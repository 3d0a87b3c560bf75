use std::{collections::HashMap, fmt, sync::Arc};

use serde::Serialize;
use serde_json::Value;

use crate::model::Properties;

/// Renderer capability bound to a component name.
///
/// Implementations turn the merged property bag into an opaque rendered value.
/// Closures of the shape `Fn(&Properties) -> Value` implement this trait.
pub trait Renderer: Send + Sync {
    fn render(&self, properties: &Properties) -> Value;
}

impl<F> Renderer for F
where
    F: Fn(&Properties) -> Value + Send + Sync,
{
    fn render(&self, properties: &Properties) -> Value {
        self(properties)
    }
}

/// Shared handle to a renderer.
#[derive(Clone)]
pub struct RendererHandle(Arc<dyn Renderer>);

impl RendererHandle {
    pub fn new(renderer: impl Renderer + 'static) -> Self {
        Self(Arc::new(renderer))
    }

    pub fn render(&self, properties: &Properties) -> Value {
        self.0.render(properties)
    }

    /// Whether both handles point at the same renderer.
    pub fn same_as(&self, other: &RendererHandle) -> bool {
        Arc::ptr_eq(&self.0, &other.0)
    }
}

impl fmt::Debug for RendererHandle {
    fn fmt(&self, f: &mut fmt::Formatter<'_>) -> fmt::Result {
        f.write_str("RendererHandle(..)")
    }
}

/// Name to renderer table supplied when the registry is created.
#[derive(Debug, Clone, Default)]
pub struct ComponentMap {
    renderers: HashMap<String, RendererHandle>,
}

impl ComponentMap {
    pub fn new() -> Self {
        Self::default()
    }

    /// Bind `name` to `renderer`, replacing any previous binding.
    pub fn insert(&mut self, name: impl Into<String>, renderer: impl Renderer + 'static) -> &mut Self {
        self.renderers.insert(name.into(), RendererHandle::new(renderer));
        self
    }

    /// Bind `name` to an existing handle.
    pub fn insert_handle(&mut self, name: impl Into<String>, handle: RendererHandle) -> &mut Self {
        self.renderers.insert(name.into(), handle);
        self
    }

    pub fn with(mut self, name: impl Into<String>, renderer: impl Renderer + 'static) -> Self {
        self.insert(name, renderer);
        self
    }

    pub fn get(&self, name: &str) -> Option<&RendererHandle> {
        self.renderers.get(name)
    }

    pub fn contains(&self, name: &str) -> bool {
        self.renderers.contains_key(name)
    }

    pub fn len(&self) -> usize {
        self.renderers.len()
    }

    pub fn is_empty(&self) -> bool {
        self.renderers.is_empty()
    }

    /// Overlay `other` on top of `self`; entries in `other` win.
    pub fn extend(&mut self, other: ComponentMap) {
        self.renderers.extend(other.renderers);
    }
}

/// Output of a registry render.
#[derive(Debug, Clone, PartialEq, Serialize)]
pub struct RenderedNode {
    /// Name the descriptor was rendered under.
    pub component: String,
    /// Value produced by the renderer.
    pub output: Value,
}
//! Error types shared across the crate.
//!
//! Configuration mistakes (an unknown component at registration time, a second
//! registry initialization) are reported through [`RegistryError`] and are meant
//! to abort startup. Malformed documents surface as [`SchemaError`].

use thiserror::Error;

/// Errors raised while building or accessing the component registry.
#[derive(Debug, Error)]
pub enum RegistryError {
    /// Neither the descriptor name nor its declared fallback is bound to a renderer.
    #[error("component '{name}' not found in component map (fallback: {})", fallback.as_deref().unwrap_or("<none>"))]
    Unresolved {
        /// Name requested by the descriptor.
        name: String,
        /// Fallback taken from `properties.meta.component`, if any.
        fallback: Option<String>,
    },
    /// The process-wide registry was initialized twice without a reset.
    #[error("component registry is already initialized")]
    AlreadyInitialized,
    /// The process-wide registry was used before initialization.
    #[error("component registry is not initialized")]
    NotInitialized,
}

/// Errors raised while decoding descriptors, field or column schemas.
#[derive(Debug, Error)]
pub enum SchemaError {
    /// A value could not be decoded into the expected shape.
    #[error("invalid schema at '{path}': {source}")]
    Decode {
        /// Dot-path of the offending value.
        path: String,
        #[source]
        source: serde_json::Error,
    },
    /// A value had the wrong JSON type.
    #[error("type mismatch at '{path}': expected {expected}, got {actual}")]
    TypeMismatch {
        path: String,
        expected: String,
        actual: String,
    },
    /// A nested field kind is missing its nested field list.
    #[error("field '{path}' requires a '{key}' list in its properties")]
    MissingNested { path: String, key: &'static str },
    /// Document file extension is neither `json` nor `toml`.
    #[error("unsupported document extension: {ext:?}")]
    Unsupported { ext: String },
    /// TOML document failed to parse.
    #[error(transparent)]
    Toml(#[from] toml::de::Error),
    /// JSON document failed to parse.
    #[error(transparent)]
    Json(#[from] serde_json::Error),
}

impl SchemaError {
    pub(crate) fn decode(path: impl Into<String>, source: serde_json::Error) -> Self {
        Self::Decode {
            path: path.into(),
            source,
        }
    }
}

What you should do >> In the records above, tally the lines where the word "parse" appears, and give the number and nothing else.

Solution to this problem >> 2